Moreover, a mathematical model was developed that allows obtaining the speed and pressure in vessels of different diameters based on the property of erythrocytes to create aggregates and migrate to the axis of the vessel. The system of Navier–Stokes and incompressibility equations was supplemented by a third governing equation for a new microstructural parameter characterizing aggregation. Two modeling approaches have been proposed, one of which takes into account the moment of inertia as a characteristic of aggregation, and another one that takes the volume fraction of erythrocytes into account. The blood was presented as a suspension of plasma with randomly oriented spheroidal erythrocytes. The composed systems of equations were solved numerically. To this end, the finite volume method was chosen, which has a number of advantages over other methods. The resulting finite volume algorithm was implemented, taking into account both of the presented problem statements.

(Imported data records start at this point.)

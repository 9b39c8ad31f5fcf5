//! Result list rendering.

use crate::models::{Document, SearchResultPage};

/// Markup shown when a search matches nothing.
pub const NO_RESULTS_HTML: &str = "<p>Your search returned no results.</p>";

/// Render one document as a paragraph block.
///
/// The title links to the (DOI-normalised) resource; authors and the
/// publication date sit above it.
pub fn render_document(doc: &Document) -> String {
    format!(
        concat!(
            "<p>{} (Published {})<br>",
            r#"<strong><a rel="external" href="{}" target="_blank">{}</a></strong>"#,
            "</p>"
        ),
        html_escape::encode_text(&doc.author_list()),
        html_escape::encode_text(&doc.published_date),
        html_escape::encode_double_quoted_attribute(&doc.resource_link),
        html_escape::encode_text(&doc.title),
    )
}

/// Render the result list, one block per line.
pub fn render_results(page: &SearchResultPage) -> String {
    if page.documents.is_empty() {
        return NO_RESULTS_HTML.to_string();
    }

    page.documents
        .iter()
        .map(render_document)
        .collect::<Vec<_>>()
        .join("\n")
}

#[cfg(test)]
mod tests {
    use super::*;

    fn doc(title: &str, authors: &[&str], date: &str, link: &str) -> Document {
        Document {
            title: title.to_string(),
            authors: authors.iter().map(|a| a.to_string()).collect(),
            published_date: date.to_string(),
            resource_link: link.to_string(),
        }
    }

    #[test]
    fn test_empty_page() {
        assert_eq!(render_results(&SearchResultPage::default()), NO_RESULTS_HTML);

        let page = SearchResultPage {
            total_found: 0,
            documents: Vec::new(),
        };
        assert_eq!(render_results(&page), NO_RESULTS_HTML);
    }

    #[test]
    fn test_render_document() {
        let html = render_document(&doc(
            "Snow depth",
            &["A. Smith", "B. Jones"],
            "2012-01-05",
            "http://dx.doi.org/10.1/xyz",
        ));

        assert_eq!(
            html,
            concat!(
                "<p>A. Smith, B. Jones (Published 2012-01-05)<br>",
                r#"<strong><a rel="external" href="http://dx.doi.org/10.1/xyz" target="_blank">Snow depth</a></strong>"#,
                "</p>"
            )
        );
    }

    #[test]
    fn test_render_escapes_text() {
        let html = render_document(&doc("Fish <b>counts</b>", &["R&D Team"], "2001", "http://x/1"));
        assert!(html.contains("Fish &lt;b&gt;counts&lt;/b&gt;"));
        assert!(html.contains("R&amp;D Team"));
    }

    #[test]
    fn test_blocks_joined_by_newline() {
        let page = SearchResultPage {
            total_found: 2,
            documents: vec![
                doc("One", &["A"], "2001-01-01", "http://x/1"),
                doc("Two", &["B"], "2002-02-02", "http://x/2"),
            ],
        };

        let html = render_results(&page);
        let lines: Vec<_> = html.lines().collect();
        assert_eq!(lines.len(), 2);
        assert!(lines[0].contains("One"));
        assert!(lines[1].contains("Two"));
    }
}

In order to demonstrate the effectiveness of the developed model, the obtained solution was compared with experimental data [14] presented for a narrow capillary. On that basis, it was shown that the proposed model describes the real blood flow through rather thin vessels quite well. However, for radial coordinates close to the outer radius, the model shows less accurate results than when approaching the vessel axis. This is largely due to the neglect of the influence on the blood flow of such factors as erythrocyte deformation and temperature. Also, the problem was solved only for the case of isotropy, which limits the possibilities of such a model in describing the blood flow through extremely narrow vessels comparable in diameter to the size of an erythrocyte. The two proposed approaches to the description of erythrocyte aggregation were compared with each other, which made it possible to draw conclusions about their applicability. In addition, within the framework of this work, the importance of taking into account the spheroidal shape of an erythrocyte was shown: The problem was solved for spherical and spheroidal particles, and a comparison of the solutions showed a sharp increase in the error when representing erythrocytes in the form of balls.

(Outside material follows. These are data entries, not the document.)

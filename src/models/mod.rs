//! Core data models for search queries, documents, and pagination.

mod document;
mod pagination;
mod search;

pub use document::{
    date_prefix, normalize_resource_link, Document, SearchResultPage, SolrDoc, SolrResponse,
    SolrResponseInner,
};
pub use pagination::{PageLink, PageLinkSet};
pub use search::{SearchQuery, ANY_CORE_AREA};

As an example of application of the proposed model, a flow in a pipe with a variable cross section was studied. It was shown how the velocity components and pressure change depending on the lumen of the narrowing pipe, and the velocity profiles obtained in different sections were compared with each other. Thus, the scope of applicability of the developed model was significantly expanded. Also, as part of the work, the possibility of describing the flow of blood through various vessels of the human circulatory system, in particular, through the carotid artery and inferior vena cava, was demonstrated.